• [Your objective]: In the records below, find the line with "state.in_service.store(true, Ordering::Release);" and the line with "to write probe"; return exactly those lines and every line between them.

Data excerpts:

[Start of section]

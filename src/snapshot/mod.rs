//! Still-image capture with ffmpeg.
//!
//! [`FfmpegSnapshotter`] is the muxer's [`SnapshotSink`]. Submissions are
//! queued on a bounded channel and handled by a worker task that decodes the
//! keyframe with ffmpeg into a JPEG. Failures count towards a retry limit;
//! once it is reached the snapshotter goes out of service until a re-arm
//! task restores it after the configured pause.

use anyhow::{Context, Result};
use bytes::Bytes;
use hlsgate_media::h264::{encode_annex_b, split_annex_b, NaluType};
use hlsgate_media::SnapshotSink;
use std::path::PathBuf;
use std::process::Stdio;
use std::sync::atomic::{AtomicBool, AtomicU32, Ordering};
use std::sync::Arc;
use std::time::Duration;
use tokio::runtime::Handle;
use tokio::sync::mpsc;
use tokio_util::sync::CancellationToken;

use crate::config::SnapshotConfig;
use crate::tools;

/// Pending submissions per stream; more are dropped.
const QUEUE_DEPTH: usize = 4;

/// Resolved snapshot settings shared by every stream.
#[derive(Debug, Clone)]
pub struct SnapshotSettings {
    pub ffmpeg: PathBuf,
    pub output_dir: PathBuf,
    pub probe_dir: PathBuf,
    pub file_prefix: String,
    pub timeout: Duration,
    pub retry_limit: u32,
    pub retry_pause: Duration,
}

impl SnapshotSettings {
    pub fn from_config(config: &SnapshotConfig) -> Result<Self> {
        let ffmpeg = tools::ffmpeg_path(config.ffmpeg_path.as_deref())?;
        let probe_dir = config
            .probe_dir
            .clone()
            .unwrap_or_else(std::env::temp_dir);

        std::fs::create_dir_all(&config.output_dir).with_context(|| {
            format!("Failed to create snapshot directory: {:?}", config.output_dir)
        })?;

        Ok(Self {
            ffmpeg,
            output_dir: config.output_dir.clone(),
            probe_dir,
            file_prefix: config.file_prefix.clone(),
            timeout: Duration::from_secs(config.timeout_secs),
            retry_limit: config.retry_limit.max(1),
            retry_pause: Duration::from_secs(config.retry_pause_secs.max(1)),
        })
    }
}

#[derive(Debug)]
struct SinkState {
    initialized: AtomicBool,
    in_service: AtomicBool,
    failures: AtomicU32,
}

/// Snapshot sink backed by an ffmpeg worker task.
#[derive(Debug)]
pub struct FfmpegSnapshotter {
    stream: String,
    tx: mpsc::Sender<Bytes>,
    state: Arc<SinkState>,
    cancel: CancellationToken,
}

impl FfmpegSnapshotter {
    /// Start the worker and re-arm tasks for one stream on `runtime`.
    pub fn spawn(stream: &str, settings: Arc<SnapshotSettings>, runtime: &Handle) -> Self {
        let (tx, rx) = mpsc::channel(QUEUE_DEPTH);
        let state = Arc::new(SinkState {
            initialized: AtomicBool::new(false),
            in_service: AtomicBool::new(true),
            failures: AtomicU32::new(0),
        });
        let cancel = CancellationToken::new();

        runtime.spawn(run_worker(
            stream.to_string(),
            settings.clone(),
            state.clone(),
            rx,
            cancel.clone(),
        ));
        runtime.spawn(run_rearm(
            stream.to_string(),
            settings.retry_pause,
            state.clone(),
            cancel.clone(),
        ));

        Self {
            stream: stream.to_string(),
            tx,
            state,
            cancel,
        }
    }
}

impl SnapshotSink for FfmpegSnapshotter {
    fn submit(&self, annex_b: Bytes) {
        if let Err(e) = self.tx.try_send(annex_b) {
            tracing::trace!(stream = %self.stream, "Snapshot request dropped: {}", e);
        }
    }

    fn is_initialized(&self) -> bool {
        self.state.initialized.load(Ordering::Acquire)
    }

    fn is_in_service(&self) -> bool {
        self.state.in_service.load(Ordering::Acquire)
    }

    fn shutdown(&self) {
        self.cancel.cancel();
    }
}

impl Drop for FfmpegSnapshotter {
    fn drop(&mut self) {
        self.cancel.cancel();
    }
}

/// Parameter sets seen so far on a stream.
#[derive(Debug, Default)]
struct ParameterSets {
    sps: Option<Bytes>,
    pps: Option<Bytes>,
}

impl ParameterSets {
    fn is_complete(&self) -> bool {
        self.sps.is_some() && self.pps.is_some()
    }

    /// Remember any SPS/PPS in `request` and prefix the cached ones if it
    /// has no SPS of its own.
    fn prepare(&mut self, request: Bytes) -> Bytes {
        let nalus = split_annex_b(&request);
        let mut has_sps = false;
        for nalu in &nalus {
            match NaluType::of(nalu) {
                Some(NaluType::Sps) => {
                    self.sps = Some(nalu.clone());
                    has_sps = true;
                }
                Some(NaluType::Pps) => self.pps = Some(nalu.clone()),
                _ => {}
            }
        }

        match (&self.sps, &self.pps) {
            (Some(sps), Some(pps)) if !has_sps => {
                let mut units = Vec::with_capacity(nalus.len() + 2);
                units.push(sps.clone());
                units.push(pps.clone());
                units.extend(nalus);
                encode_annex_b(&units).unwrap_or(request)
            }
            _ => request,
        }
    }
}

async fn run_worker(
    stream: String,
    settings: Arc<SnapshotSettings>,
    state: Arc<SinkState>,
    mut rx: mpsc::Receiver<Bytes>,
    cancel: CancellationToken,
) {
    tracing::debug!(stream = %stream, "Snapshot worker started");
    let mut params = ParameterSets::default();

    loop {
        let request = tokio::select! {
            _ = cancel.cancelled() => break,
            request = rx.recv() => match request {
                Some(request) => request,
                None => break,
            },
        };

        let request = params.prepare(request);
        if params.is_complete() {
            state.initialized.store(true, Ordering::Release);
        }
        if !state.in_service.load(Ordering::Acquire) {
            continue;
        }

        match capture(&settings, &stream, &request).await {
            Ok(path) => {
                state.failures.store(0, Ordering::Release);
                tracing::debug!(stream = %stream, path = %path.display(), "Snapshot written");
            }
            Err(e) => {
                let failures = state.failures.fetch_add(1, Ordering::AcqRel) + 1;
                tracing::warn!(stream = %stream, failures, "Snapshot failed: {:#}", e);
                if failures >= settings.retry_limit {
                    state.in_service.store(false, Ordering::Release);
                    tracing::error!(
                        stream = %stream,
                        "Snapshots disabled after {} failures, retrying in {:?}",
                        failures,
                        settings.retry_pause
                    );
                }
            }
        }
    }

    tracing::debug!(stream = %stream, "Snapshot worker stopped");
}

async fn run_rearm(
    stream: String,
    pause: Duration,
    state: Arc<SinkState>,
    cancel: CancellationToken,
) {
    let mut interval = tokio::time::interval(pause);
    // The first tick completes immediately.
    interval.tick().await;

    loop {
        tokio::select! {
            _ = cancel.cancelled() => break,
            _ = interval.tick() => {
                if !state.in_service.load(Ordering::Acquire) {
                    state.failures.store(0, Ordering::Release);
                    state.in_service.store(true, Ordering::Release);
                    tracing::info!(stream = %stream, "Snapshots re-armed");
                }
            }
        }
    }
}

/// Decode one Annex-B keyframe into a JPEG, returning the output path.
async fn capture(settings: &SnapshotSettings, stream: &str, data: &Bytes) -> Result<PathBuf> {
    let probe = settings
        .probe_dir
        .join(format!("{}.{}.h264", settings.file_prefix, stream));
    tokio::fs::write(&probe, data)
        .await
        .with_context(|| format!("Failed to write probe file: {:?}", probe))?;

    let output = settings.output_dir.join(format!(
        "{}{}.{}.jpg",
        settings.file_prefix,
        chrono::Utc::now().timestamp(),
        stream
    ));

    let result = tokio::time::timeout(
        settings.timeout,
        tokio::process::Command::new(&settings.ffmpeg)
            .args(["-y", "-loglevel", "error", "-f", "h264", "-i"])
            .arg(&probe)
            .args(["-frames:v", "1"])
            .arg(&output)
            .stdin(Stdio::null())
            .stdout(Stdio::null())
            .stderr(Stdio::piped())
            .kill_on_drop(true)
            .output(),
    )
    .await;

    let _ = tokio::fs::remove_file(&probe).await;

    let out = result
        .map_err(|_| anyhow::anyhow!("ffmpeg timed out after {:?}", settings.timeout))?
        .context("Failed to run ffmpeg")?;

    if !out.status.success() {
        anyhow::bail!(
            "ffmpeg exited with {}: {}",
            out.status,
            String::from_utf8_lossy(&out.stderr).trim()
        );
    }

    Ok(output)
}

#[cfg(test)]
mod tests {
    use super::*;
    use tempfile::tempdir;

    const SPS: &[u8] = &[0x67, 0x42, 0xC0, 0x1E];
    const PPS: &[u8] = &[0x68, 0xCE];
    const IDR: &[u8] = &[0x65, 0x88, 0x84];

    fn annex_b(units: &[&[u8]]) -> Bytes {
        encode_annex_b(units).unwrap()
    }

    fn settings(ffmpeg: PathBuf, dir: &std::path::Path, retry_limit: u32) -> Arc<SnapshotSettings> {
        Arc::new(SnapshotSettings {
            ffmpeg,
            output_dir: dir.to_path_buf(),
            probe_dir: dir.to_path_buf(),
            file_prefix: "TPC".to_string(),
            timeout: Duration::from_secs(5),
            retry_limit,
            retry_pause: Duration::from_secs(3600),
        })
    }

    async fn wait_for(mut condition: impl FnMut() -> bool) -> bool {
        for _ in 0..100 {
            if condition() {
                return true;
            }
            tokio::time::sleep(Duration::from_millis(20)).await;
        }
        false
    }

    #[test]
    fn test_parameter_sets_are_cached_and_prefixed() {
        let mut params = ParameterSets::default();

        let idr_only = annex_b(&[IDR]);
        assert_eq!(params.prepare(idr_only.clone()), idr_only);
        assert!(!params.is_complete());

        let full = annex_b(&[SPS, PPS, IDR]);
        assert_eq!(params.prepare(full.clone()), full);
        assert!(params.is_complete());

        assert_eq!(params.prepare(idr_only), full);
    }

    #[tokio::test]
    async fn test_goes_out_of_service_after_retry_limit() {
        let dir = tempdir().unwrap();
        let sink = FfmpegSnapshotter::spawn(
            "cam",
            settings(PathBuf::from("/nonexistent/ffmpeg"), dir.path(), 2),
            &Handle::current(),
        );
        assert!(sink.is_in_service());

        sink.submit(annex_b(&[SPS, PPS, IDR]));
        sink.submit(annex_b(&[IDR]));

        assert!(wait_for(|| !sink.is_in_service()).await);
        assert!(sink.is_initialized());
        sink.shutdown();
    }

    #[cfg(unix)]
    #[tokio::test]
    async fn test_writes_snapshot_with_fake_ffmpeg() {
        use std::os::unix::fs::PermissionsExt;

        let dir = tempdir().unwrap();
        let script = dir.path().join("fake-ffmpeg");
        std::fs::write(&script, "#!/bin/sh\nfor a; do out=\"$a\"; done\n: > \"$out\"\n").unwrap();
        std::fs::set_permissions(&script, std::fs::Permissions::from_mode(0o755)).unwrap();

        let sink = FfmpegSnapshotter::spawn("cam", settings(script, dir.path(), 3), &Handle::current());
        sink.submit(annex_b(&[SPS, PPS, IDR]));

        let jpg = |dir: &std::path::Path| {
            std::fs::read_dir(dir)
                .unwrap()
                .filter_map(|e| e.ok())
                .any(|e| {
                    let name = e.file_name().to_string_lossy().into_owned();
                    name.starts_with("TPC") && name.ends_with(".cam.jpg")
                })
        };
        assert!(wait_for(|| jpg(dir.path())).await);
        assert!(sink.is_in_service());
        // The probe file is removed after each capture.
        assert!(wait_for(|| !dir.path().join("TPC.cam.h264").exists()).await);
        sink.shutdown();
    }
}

[End of section]
[Start of section]

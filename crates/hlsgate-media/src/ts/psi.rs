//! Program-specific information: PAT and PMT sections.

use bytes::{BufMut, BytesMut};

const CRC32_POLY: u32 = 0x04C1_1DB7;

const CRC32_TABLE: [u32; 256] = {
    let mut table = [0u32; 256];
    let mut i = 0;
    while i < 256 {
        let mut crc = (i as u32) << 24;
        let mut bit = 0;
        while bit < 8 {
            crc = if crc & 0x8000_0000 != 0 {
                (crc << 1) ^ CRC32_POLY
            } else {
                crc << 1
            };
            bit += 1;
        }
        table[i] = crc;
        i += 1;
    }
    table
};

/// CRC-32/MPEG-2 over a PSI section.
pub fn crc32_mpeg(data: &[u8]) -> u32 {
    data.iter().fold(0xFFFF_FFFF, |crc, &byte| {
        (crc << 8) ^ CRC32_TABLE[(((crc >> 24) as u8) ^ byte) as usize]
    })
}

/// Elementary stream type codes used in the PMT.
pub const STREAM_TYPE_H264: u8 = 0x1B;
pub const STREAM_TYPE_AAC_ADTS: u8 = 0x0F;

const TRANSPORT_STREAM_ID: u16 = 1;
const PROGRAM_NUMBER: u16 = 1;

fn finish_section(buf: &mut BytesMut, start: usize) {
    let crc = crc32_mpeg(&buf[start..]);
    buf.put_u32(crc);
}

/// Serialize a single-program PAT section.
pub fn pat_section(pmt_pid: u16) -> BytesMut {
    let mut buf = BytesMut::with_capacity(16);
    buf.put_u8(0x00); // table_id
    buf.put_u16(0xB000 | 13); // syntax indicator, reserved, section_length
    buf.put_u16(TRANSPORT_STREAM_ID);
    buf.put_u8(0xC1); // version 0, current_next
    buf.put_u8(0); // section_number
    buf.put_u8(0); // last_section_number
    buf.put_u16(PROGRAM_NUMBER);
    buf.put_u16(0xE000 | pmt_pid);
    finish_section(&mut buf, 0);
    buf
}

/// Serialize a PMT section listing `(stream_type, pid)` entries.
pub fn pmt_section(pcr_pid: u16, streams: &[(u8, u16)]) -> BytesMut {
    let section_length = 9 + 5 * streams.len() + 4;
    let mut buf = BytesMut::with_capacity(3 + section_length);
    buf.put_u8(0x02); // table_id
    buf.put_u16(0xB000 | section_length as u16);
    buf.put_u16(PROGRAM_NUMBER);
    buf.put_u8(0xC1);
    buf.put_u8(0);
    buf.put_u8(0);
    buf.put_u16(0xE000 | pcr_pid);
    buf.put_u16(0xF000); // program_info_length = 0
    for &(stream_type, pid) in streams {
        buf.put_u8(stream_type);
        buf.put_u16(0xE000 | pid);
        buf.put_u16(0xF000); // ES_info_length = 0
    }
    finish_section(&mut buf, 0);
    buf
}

[End of section]

• [Exercise solution]:
                    state.in_service.store(true, Ordering::Release);
                    tracing::info!(stream = %stream, "Snapshots re-armed");
                }
            }
        }
    }
}

/// Decode one Annex-B keyframe into a JPEG, returning the output path.
async fn capture(settings: &SnapshotSettings, stream: &str, data: &Bytes) -> Result<PathBuf> {
    let probe = settings
        .probe_dir
        .join(format!("{}.{}.h264", settings.file_prefix, stream));
    tokio::fs::write(&probe, data)
        .await
        .with_context(|| format!("Failed to write probe file: {:?}", probe))?;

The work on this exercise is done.